§ Task objective: Count each line below that has the word "engine" in it, and give only the total.

§ Excerpted data:
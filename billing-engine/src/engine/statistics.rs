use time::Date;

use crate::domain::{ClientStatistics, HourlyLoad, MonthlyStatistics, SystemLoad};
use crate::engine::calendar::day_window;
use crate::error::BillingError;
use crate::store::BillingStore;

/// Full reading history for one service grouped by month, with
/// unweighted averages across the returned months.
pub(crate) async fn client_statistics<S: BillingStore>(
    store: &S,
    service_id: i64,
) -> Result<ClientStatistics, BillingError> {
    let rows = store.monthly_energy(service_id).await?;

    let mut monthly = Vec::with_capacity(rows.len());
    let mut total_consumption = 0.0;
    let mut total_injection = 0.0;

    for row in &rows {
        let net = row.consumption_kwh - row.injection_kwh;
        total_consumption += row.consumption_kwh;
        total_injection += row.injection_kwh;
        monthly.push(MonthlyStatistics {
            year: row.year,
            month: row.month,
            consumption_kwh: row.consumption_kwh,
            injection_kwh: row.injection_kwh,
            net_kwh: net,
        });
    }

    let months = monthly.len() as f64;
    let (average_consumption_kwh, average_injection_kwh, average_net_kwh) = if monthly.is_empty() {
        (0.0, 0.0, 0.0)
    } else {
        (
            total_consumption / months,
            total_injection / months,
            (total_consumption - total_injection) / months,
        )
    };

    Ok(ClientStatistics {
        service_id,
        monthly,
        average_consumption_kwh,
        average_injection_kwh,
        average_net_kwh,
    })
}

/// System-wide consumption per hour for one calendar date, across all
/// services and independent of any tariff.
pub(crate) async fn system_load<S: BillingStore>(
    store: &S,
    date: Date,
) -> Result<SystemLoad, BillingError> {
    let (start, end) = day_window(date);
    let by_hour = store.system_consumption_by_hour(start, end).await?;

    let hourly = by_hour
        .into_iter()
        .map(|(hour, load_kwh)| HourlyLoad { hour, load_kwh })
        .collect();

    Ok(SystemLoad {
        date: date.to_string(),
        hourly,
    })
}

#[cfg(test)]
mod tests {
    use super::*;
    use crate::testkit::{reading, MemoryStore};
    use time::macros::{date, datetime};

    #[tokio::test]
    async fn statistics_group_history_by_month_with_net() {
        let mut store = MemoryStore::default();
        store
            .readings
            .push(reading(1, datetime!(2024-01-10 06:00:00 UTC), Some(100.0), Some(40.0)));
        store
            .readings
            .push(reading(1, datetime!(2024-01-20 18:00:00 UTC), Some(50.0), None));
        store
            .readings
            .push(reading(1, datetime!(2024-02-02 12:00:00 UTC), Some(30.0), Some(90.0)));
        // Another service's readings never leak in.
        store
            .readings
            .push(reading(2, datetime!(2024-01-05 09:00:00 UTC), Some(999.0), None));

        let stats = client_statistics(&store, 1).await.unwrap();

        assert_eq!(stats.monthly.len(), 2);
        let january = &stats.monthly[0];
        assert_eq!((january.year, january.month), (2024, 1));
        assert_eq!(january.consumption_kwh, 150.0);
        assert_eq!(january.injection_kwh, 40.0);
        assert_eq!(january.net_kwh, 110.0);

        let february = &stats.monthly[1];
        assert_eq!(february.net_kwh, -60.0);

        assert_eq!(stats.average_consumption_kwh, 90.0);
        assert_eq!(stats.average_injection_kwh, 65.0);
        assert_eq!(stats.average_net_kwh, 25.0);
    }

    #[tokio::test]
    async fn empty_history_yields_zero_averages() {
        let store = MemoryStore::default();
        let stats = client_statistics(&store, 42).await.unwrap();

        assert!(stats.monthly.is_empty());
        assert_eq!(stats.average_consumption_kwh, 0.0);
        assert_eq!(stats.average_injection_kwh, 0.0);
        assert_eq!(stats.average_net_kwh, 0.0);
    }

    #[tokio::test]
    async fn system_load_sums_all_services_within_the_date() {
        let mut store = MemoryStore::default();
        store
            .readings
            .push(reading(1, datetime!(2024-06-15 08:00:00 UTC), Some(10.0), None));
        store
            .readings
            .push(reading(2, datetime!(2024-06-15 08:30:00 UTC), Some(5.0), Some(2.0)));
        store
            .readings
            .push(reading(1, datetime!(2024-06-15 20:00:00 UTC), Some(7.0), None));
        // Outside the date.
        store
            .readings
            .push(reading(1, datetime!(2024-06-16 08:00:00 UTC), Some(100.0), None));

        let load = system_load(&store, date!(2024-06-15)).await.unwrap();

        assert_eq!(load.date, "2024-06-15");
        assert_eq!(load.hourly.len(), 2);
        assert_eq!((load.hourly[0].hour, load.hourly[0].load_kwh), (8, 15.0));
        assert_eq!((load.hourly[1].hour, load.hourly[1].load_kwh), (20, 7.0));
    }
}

§ Task output: 2